- **Exercise prompt**:
Every line containing "async" should be identified and copied from the data below.

[Saved data entries]

=====

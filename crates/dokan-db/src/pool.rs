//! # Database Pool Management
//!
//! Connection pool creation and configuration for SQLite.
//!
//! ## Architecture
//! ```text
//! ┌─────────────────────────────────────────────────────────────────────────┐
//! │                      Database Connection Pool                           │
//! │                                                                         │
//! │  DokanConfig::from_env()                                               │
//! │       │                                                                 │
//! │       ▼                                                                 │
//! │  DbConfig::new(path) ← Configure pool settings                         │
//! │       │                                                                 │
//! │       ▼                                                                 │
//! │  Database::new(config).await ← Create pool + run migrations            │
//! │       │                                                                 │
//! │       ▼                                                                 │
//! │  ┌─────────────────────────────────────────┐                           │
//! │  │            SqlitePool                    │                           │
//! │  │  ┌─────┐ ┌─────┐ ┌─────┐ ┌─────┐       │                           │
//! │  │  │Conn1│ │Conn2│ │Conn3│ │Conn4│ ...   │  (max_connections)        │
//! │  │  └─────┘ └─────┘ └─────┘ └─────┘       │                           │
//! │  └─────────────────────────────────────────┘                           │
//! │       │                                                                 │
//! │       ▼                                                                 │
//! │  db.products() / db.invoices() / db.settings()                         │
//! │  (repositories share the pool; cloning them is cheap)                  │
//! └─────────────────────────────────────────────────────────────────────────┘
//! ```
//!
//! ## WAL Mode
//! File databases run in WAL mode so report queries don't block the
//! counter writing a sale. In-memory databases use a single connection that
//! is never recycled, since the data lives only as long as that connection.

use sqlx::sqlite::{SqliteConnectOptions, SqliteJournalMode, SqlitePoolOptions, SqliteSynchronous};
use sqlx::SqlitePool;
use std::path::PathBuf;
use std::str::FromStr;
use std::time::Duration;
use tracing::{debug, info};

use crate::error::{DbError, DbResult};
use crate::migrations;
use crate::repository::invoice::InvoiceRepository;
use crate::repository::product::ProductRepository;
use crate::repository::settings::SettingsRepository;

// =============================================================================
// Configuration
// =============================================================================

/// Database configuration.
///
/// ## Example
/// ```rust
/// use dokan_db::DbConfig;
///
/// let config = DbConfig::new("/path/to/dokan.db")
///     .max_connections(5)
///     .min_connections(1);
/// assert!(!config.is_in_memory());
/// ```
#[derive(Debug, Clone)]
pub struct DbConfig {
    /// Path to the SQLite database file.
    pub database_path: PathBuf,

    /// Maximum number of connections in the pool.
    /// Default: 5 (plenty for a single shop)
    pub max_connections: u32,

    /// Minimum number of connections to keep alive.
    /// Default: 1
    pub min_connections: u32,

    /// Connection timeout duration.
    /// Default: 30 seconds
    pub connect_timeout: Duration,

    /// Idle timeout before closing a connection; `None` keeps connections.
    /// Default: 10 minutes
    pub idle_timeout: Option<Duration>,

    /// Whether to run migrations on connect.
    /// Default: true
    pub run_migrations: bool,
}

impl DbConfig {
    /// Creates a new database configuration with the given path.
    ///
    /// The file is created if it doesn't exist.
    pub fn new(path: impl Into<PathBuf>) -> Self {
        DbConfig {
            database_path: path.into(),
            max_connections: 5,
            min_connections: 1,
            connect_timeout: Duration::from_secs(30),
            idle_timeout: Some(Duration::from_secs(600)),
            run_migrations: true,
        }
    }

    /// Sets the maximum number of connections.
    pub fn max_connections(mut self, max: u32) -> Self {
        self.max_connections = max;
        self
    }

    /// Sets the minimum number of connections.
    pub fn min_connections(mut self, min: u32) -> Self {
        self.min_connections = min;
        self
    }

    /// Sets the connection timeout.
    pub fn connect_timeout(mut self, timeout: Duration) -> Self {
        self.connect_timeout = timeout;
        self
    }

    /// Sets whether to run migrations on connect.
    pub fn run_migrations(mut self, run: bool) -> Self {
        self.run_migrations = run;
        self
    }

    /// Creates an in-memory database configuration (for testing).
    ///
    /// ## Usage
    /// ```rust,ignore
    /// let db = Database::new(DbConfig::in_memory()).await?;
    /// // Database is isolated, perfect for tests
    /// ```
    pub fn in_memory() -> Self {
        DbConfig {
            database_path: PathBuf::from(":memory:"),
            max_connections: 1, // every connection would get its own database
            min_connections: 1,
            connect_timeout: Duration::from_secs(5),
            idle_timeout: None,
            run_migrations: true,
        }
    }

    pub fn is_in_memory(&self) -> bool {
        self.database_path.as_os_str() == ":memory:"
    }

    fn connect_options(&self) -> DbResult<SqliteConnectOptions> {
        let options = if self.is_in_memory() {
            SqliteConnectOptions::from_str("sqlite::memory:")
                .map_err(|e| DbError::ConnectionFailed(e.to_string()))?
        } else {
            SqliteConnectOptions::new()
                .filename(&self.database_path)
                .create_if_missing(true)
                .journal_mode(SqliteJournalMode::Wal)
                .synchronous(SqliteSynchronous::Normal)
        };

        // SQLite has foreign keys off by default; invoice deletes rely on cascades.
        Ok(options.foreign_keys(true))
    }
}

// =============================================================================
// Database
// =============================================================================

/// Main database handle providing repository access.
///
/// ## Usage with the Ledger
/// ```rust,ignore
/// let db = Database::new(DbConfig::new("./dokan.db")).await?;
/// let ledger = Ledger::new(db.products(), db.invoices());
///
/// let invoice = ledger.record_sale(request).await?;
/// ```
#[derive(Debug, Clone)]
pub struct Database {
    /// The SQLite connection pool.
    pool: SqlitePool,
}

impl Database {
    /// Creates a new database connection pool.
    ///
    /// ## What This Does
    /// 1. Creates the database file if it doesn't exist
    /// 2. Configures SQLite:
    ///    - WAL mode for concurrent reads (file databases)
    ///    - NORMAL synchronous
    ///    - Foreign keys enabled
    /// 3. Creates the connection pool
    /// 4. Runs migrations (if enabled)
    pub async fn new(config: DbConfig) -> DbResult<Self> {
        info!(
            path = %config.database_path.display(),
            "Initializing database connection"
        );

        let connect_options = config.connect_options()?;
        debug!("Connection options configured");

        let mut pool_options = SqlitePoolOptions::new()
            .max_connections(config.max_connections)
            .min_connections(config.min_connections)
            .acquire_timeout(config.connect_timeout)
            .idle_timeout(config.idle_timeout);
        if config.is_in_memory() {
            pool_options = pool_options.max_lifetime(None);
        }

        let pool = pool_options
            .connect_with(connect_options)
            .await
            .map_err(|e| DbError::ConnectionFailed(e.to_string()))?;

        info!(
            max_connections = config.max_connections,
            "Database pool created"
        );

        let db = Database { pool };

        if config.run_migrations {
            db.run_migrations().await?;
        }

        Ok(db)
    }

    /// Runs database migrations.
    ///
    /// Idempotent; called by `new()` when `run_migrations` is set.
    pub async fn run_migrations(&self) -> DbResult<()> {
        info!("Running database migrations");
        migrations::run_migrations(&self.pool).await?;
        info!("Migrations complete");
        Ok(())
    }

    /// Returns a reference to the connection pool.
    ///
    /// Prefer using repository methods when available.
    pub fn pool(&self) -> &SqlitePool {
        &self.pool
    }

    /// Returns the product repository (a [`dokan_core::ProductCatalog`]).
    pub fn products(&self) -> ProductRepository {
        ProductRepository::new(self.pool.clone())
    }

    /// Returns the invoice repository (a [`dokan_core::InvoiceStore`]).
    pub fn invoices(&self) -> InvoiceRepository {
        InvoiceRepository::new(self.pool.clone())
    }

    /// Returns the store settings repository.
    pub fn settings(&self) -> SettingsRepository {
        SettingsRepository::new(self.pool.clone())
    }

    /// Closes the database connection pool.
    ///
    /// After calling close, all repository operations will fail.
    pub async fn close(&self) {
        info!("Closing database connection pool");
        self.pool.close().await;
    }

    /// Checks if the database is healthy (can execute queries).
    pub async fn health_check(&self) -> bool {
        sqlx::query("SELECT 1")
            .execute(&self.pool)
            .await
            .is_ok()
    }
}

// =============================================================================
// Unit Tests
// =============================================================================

=====

- **Reply**:
    pub async fn new(config: DbConfig) -> DbResult<Self> {
    pub async fn run_migrations(&self) -> DbResult<()> {
    pub async fn close(&self) {
    pub async fn health_check(&self) -> bool {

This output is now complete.